Version 0.8.x had lots of API changes, but 0.9.x should be much more stable. However, there are some differences from older versions.

  • Kapi.Actor now receives the update constructor parameter to specify the function that processes the per-frame state data instead of render. The analagous parameter for Kapi.CanvasActor is now draw. Kapi.DOMActor doesn't need any such parameter.
  • Methods moved from core to the Canvas extension:
    • kapi.redraw
    • kapi.moveActorToLayer
    • kapi.setOrderFunction
    • kapi.unsetOrderFunction
    • actor.moveToLayer
  • Methods removed:
    • kapi.render
  • Method name changes
    • kapi.calculateActorPositions -> kapi.update
    • kapi.lastPositionRendered -> kapi.lastPositionUpdated
    • actor.calculatePosition -> actor.updateState
  • Actor draw ordering functionality was moved to the Canvas extension.

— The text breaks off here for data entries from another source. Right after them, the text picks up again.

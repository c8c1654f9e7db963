mod api;
mod app;
mod catalog;
mod config;
#[cfg(test)]
mod fake_api;
mod form;
mod keys;
mod recipe;
mod ui;

use api::HttpBackend;
use app::App;
use catalog::MealDbClient;
use clap::{Parser, Subcommand};
use config::Settings;
use crossterm::event::{self, Event, KeyEventKind};
use log::{LevelFilter, error, info};
use recipe::{Recipe, RecipeId};
use simplelog::{ConfigBuilder, WriteLogger};
use std::fs::OpenOptions;
use std::path::{Path, PathBuf};
use std::sync::Arc;
use std::time::Duration;

/// Terminal client for browsing, saving and writing recipes
#[derive(Parser)]
#[command(name = "click-and-cook", version, about)]
struct Cli {
    #[command(subcommand)]
    command: Option<Commands>,

    /// Config file (defaults to the platform config directory)
    #[arg(short, long)]
    config: Option<PathBuf>,

    /// Base URL of the recipe backend
    #[arg(short, long)]
    backend_url: Option<String>,

    /// Append logs to this file
    #[arg(short, long)]
    log_file: Option<PathBuf>,

    /// error, warn, info, debug or trace
    #[arg(long)]
    log_level: Option<String>,
}

#[derive(Subcommand)]
enum Commands {
    /// Run the interactive client (default)
    Run {
        /// Recipes shown by the explore view
        #[arg(short = 'n', long)]
        count: Option<usize>,
    },
    /// Search the public catalog by name
    Search { query: String },
    /// Print random recipes from the public catalog
    Random {
        #[arg(default_value_t = 3)]
        count: usize,
    },
    /// Print one catalog recipe in full
    Show { id: String },
}

#[tokio::main]
async fn main() -> Result<(), Box<dyn std::error::Error>> {
    let cli = Cli::parse();

    let mut settings = match &cli.config {
        Some(path) => Settings::load_from(path),
        None => Settings::load(),
    }
    .map_err(|e| e.user_message())?;
    if let Some(url) = cli.backend_url {
        settings.backend_url = url;
    }
    if let Some(path) = cli.log_file {
        settings.log_file = Some(path);
    }
    if let Some(level) = cli.log_level {
        settings.log_level = level;
    }

    init_logger(&settings.log_path(), settings.level_filter())?;
    let timeout = Duration::from_secs(settings.request_timeout_secs);

    match cli.command.unwrap_or(Commands::Run { count: None }) {
        Commands::Run { count } => {
            if let Some(count) = count {
                settings.random_count = count;
            }
            info!("starting against {}", settings.backend_url);
            let backend = HttpBackend::new(&settings.backend_url, timeout)
                .map_err(|e| e.user_message())?;

            let mut app = App::new(Arc::new(backend), settings.random_count);
            app.init();

            // Init terminal
            let mut terminal = ratatui::init();

            // Main loop
            let result = run_app(&mut terminal, &mut app);

            // Restore terminal
            ratatui::restore();

            if let Err(e) = result {
                error!("UI loop failed: {}", e);
                eprintln!("Error: {e}");
                std::process::exit(1);
            }
        }
        Commands::Search { query } => {
            let catalog = MealDbClient::new(&settings.catalog_url, timeout)
                .map_err(|e| e.user_message())?;
            let recipes = catalog.search(&query).await.map_err(|e| e.user_message())?;
            if recipes.is_empty() {
                println!("No recipes found for \"{}\"", query);
            }
            for recipe in &recipes {
                print_summary(recipe);
            }
        }
        Commands::Random { count } => {
            let catalog = MealDbClient::new(&settings.catalog_url, timeout)
                .map_err(|e| e.user_message())?;
            for recipe in &catalog.random(count).await.map_err(|e| e.user_message())? {
                print_summary(recipe);
            }
        }
        Commands::Show { id } => {
            let catalog = MealDbClient::new(&settings.catalog_url, timeout)
                .map_err(|e| e.user_message())?;
            match catalog
                .lookup(&RecipeId::new(id.as_str()))
                .await
                .map_err(|e| e.user_message())?
            {
                Some(recipe) => print_full(&recipe),
                None => {
                    eprintln!("No recipe with id {}", id);
                    std::process::exit(1);
                }
            }
        }
    }

    Ok(())
}

fn init_logger(path: &Path, level: LevelFilter) -> Result<(), Box<dyn std::error::Error>> {
    if let Some(dir) = path.parent() {
        std::fs::create_dir_all(dir)?;
    }
    WriteLogger::init(
        level,
        ConfigBuilder::new().set_time_format_rfc3339().build(),
        OpenOptions::new().create(true).append(true).open(path)?,
    )?;
    Ok(())
}

fn run_app(
    terminal: &mut ratatui::DefaultTerminal,
    app: &mut App,
) -> Result<(), Box<dyn std::error::Error>> {
    loop {
        app.drain();
        terminal.draw(|frame| ui::render(app, frame))?;

        if app.should_quit {
            return Ok(());
        }

        // Short poll so finished requests show up promptly
        if event::poll(Duration::from_millis(100))? {
            if let Event::Key(key) = event::read()? {
                if key.kind != KeyEventKind::Press {
                    continue;
                }
                keys::handle_key(app, key);
            }
        }
    }
}

fn print_summary(recipe: &Recipe) {
    let category = if recipe.category.is_empty() {
        "-"
    } else {
        recipe.category.as_str()
    };
    println!(
        "{:>8}  {:<40}  {}",
        recipe.id.as_str(),
        ui::truncate_str(&recipe.name, 40),
        category
    );
}

fn print_full(recipe: &Recipe) {
    println!("{} ({})", recipe.name, recipe.id);
    if !recipe.category.is_empty() {
        println!("Category: {}", recipe.category);
    }
    if let Some(area) = &recipe.area {
        println!("Area: {}", area);
    }
    if !recipe.image_url.is_empty() {
        println!("Image: {}", recipe.image_url);
    }
    println!();
    println!("Ingredients:");
    for ingredient in &recipe.ingredients {
        println!("  - {}", ingredient);
    }
    println!();
    println!("{}", recipe.instructions);
}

Upgrading to Rekapi 0.8.17

Renamed bind to on and unbind to off.

Upgrading to Rekapi 0.8.16

All event names removed the "on" prefix with proper camelCasing. So, "onAnimationComplete" is now "animationComplete," for example.

Upgrading to Rekapi 0.8.5

All hide/show functionality has been removed.

Upgrading to Rekapi 0.8.4

The keyframe model has changed. It works much more like the @keyframe CSS3 spec (but not identically). With the new model, missing keyframe properties are not copied from the previous keyframe. If you want a property to "wait" at a given value, you now need to declare that value at every keyframe which the property should wait. So if your code looked like:

actor.keyframe(0, {
  x: 10,
  y: 10
}).keyframe(1000, {
  x: 20
}).keyframe(2000, {
  x: 30,
  y: 20
});

It should now look like:

actor.keyframe(0, {
  x: 10,
  y: 10
}).keyframe(1000, {
  x: 20,
  y: 10 // This property was manually copied from the previous keyframe!
}).keyframe(2000, {
  x: 30,
  y: 20
});

...In order to work the same. The behavior of Kapi.Actor.prototype.wait has also changed to sensibly match this new keyframe model. It works basically the same as before, except that now it implicitly fills in any missing keyframe properties of the millisecond that is extended. This is done so that all properties can be properly paused. In other words, when you call wait() on an actor, all properties are paused for the duration of the wait.

Upgrading to Rekapi 0.8.2

Rounding functionality was removed. Passing doRoundNumbers to the Kapi constructor will do nothing.

Upgrading to Rekapi 0.8.1

The draw method that gets passed into the Kapi.Actor constructor (and its subclasses) is now called render. Using draw instead of render will break.

Upgrading to Rekapi 0.8.0

The API changed a bit for 0.8.0, as a result of issue #9. Upgrading shouldn't be too difficult, there are just a few changes you need to make to use it.

Canvas animations

  1. You need replace Kapi.Actor with Kapi.CanvasActor.
  2. Kapi.prototype.canvas_style no longer exists.
  3. All methods that began with canvas_ are now camelCase.

DOM animations

  1. You don't need to have a container element or pass anything into the Kapi constructor. No changes are made to the Actor DOM element's parent.